By Dr. Reginald Shareef
ROANOKE.COM COLUMNIST

I have just finished watching interim Iraqi Prime Minister Ayad Allawi’s speech before a joint session of the U.S. Congress. He discussed his vision of a democratic Iraq, the upcoming January elections, and how he plans to defeat the insurgency in his country. Allawi’s comments brought rousing applause from congressional members. In fact, the only time the prime minister did not have all members of Congress standing and clapping was when he criticized the media for their coverage of events in Iraq. He believes, and so does President Bush, that things are much better in his country than broadcast news and newspaper coverage indicates. Moreover, Allawi suggested that this inaccurate reporting gives encouragement to the political and religious terrorists seeking to undermine the fledging Iraqi government.

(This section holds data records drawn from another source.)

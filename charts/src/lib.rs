//! Time-series presentation layer for channel statistics.
//!
//! The server returns pre-aggregated, pre-sorted samples for a requested
//! range and bucket granularity; this crate turns them into a display-ready
//! dataset: one labeled point per sample, axis bounds with a padding margin,
//! and compact value formatting. It never merges, re-buckets, or re-sorts;
//! that is the query collaborator's job.
//!
//! ## Module layout
//!
//! | Module | Role |
//! |--------|------|
//! | [`series`] | Wire types: metrics, ranges, steps, samples, queries |
//! | [`dataset`] | Labeled point sequences and axis bounds |
//! | [`format`] | Short-number and value formatting for display |

pub mod dataset;
pub mod format;
pub mod series;

pub use dataset::{Bounds, Dataset, Point, build_dataset};
pub use format::{format_value, short_number};
pub use series::{Metric, Range, Sample, SortOrder, StatsQuery, Step};
use super::*;

fn server_error(code: &str) -> ApiError {
    ApiError::Server {
        status: 409,
        code: Some(code.to_owned()),
    }
}

#[test]
fn every_channel_code_classifies_to_its_variant() {
    let cases = [
        ("CONFLICT_CHANNEL", ChannelCreateError::ConflictChannel),
        ("CONFLICT_REQUEST", ChannelCreateError::ConflictRequest),
        ("CONFLICT_WRONG_ENTITY", ChannelCreateError::ConflictWrongEntity),
        ("NOT_FOUND_CATEGORY", ChannelCreateError::NotFoundCategory),
        ("NOT_FOUND_CHAT", ChannelCreateError::NotFoundChat),
        ("NOT_FOUND_FULL_CHAT", ChannelCreateError::NotFoundFullChat),
        ("NOT_FOUND_WORKER", ChannelCreateError::NotFoundWorker),
        ("TOTAL_ERROR", ChannelCreateError::TotalError),
    ];
    for (code, expected) in cases {
        assert_eq!(ChannelCreateError::classify(&server_error(code)), expected);
    }
}

#[test]
fn unknown_channel_code_falls_back_to_default() {
    assert_eq!(
        ChannelCreateError::classify(&server_error("SOMETHING_NEW")),
        ChannelCreateError::Default
    );
}

#[test]
fn channel_errors_without_a_code_fall_back_to_default() {
    assert_eq!(
        ChannelCreateError::classify(&ApiError::Network("offline".to_owned())),
        ChannelCreateError::Default
    );
    assert_eq!(
        ChannelCreateError::classify(&ApiError::Server {
            status: 500,
            code: None,
        }),
        ChannelCreateError::Default
    );
}

#[test]
fn channel_message_keys_follow_the_code_names() {
    assert_eq!(
        ChannelCreateError::ConflictChannel.message_key(),
        "add.channel.errors.CONFLICT_CHANNEL"
    );
    assert_eq!(
        ChannelCreateError::Default.message_key(),
        "add.channel.errors.default"
    );
}

#[test]
fn topic_codes_classify_to_their_variants() {
    assert_eq!(
        TopicCreateError::classify(&server_error("UNAUTHORIZED")),
        TopicCreateError::Unauthorized
    );
    assert_eq!(
        TopicCreateError::classify(&server_error("CONFLICT")),
        TopicCreateError::Conflict
    );
}

#[test]
fn topic_codes_from_the_other_workflow_fall_back_to_default() {
    // Channel codes mean nothing to the topic workflow.
    assert_eq!(
        TopicCreateError::classify(&server_error("CONFLICT_CHANNEL")),
        TopicCreateError::Default
    );
    assert_eq!(
        TopicCreateError::classify(&ApiError::Unavailable),
        TopicCreateError::Default
    );
}

#[test]
fn classified_messages_resolve_through_the_localization_table() {
    // A known code and the fallback both have real messages.
    let known = crate::i18n::t(TopicCreateError::Conflict.message_key());
    let fallback = crate::i18n::t(TopicCreateError::Default.message_key());
    assert_ne!(known, TopicCreateError::Conflict.message_key());
    assert_ne!(fallback, TopicCreateError::Default.message_key());
    assert_ne!(known, fallback);
}
//! Top-level routed pages.

pub mod add_channel;
pub mod channel;
pub mod topics;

Republican legislators, who have long argued that a liberal bias exists in the U.S. media, heartily cheered the PM’s comments. Conversely, the applause of Democrats to these comments was tepid (to put it mildly).

Innocently, Allawi jumped into a controversy that has raged since 1969 when Vice President Spiro Agnew stated in a speech to Midwestern Republicans that “A small group of men, numbering perhaps no more than a dozen anchormen, commentators, and executive producers decide what 50 million Americans will learn of the day’s events in the nation and in the world. The upshot of this control is that a narrow and distorted picture of America often emerges from televised news.” The thesis of Agnew’s speech was that the television news media was controlled by a small group of liberals who imposed their political and social opinions on viewers under the guise of “news.”

In many substantive ways, Allawi’s speech on Thursday echoed Agnew’s comments 35 years ago.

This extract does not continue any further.